What is a reductionist approach to understanding cell biology?

  • cell separative techniques allow scientists to study cells at a single population or single cell level
  • single cell analysis can allow us to:
    • determine the relative abundance of stem cells within heterogeneous cell populations (i.e. disaggregated whole tissues) 
    • examine gene and protein expression of individual cells, which avoids the mistake of taking the average of the entire cell population 
    • discover the intrinsic and extrinsic signals that regulate the fate and specificity of stem cell populations 
  • stem cells are a minority population but have a big influence on structure, function and maintenance of tissues and organs 

2

What is the cellular diversity in the bone marrow?

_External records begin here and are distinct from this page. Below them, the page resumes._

//! Internal Diesel row structs for mutations.
//!
//! These types borrow from domain commands and never leave the persistence
//! layer.

use diesel::prelude::*;

use crate::domain::{CreateUser, UserChanges};

use super::schema::users;

/// Insertable struct for new user rows.
#[derive(Debug, Clone, Insertable)]
#[diesel(table_name = users)]
pub(crate) struct NewUserRow<'a> {
    pub provider_id: &'a str,
    pub username: &'a str,
    pub email: &'a str,
    pub display_name: &'a str,
    pub avatar_url: &'a str,
}

impl<'a> From<&'a CreateUser> for NewUserRow<'a> {
    fn from(user: &'a CreateUser) -> Self {
        Self {
            provider_id: &user.user_id,
            username: &user.username,
            email: &user.email,
            display_name: &user.display_name,
            avatar_url: &user.avatar_url,
        }
    }
}

/// Changeset for partial user updates; `None` columns are left out of the
/// generated `SET` clause.
#[derive(Debug, Clone, AsChangeset)]
#[diesel(table_name = users)]
pub(crate) struct UserChangeset<'a> {
    pub username: Option<&'a str>,
    pub email: Option<&'a str>,
    pub display_name: Option<&'a str>,
    pub avatar_url: Option<&'a str>,
}

impl<'a> From<UserChanges<'a>> for UserChangeset<'a> {
    fn from(changes: UserChanges<'a>) -> Self {
        Self {
            username: changes.username,
            email: changes.email,
            display_name: changes.display_name,
            avatar_url: changes.avatar_url,
        }
    }
}

#[cfg(test)]
mod tests {
    use diesel::debug_query;
    use diesel::pg::Pg;
    use rstest::rstest;

    use super::*;

    #[rstest]
    fn changeset_sets_only_present_columns() {
        let changes = UserChanges {
            email: Some("ada@example.com"),
            avatar_url: Some("https://cdn.example.com/ada.png"),
            ..UserChanges::default()
        };
        let query = diesel::update(users::table.filter(users::provider_id.eq("provider|7")))
            .set(UserChangeset::from(changes));

        let sql = debug_query::<Pg, _>(&query).to_string();

        assert!(
            sql.starts_with(r#"UPDATE "Users" SET "Email" = $1, "AvatarUrl" = $2"#),
            "{sql}"
        );
        assert!(sql.contains(r#""ProviderId" = $3"#), "{sql}");
        assert!(!sql.contains("Username"), "{sql}");
    }

    #[rstest]
    fn new_user_row_borrows_command_fields() {
        let user = CreateUser {
            user_id: "provider|7".to_owned(),
            username: "ada".to_owned(),
            email: "ada@example.com".to_owned(),
            display_name: "Ada".to_owned(),
            avatar_url: "https://cdn.example.com/ada.png".to_owned(),
            created_at: None,
        };
        let query = diesel::insert_into(users::table).values(NewUserRow::from(&user));

        let sql = debug_query::<Pg, _>(&query).to_string();

        assert!(
            sql.starts_with(
                r#"INSERT INTO "Users" ("ProviderId", "Username", "Email", "DisplayName", "AvatarUrl") VALUES ($1, $2, $3, $4, $5)"#
            ),
            "{sql}"
        );
    }
}
//! Driven port applying validated commands to the relational store.

use async_trait::async_trait;

use crate::domain::{CreateKwek, CreateUser, UpdateKwek, UpdateUser};

use super::define_port_error;

define_port_error! {
    /// Errors raised while applying a command to the store.
    pub enum CommandStoreError {
        /// Store connection was lost or could not be used.
        Connection { message: String } =>
            "command store connection failed: {message}",
        /// Statement failed during execution.
        Query { message: String } =>
            "command store query failed: {message}",
    }
}

/// Port for persisting kwek and user changes.
///
/// Methods take `&mut self`: a store owns one connection and applies one
/// statement at a time. Updates and deletes that match no row succeed.
#[cfg_attr(test, mockall::automock)]
#[async_trait]
pub trait CommandStore: Send {
    /// Insert a kwek owned by the user whose external id is `kwek.user_id`.
    async fn create_kwek(&mut self, kwek: &CreateKwek) -> Result<(), CommandStoreError>;

    /// Replace the text of the kwek with `kwek.kwek_guid`.
    async fn update_kwek(&mut self, kwek: &UpdateKwek) -> Result<(), CommandStoreError>;

    /// Delete the kwek with `kwek_guid`.
    async fn delete_kwek(&mut self, kwek_guid: &str) -> Result<(), CommandStoreError>;

    /// Insert a user row.
    async fn create_user(&mut self, user: &CreateUser) -> Result<(), CommandStoreError>;

    /// Write the fields reported by [`UpdateUser::changes`].
    ///
    /// Callers only invoke this when at least one field is present.
    async fn update_user(&mut self, user: &UpdateUser) -> Result<(), CommandStoreError>;

    /// Delete the user with external id `user_id`.
    async fn delete_user(&mut self, user_id: &str) -> Result<(), CommandStoreError>;
}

  • stem cells are very rare: less than 1 in 50,000 bone marrow cells 
  • stem and progenitor cells of differing potential are morphologically unrecognizable 
  • stem cells are defined operationally: by what they do 

3

What is lineage diversity in the lung?

  • adult tissues contain multiple cell lineages and multiple stem cell populations 

4

What are the objectives of efficient cell separative techniques?

  • resolution
    • how well are the cells of interest separated from the rest?
  • enrichment
    • how homogeneous (pure) are the separated cells of interest?
  • recovery
    • what proportion of the cells of interest that exist in the starting population are recovered in the enriched fraction?
  • the outcome is always a compromise between purity and recovery 

5

What are physical methods of separating cells?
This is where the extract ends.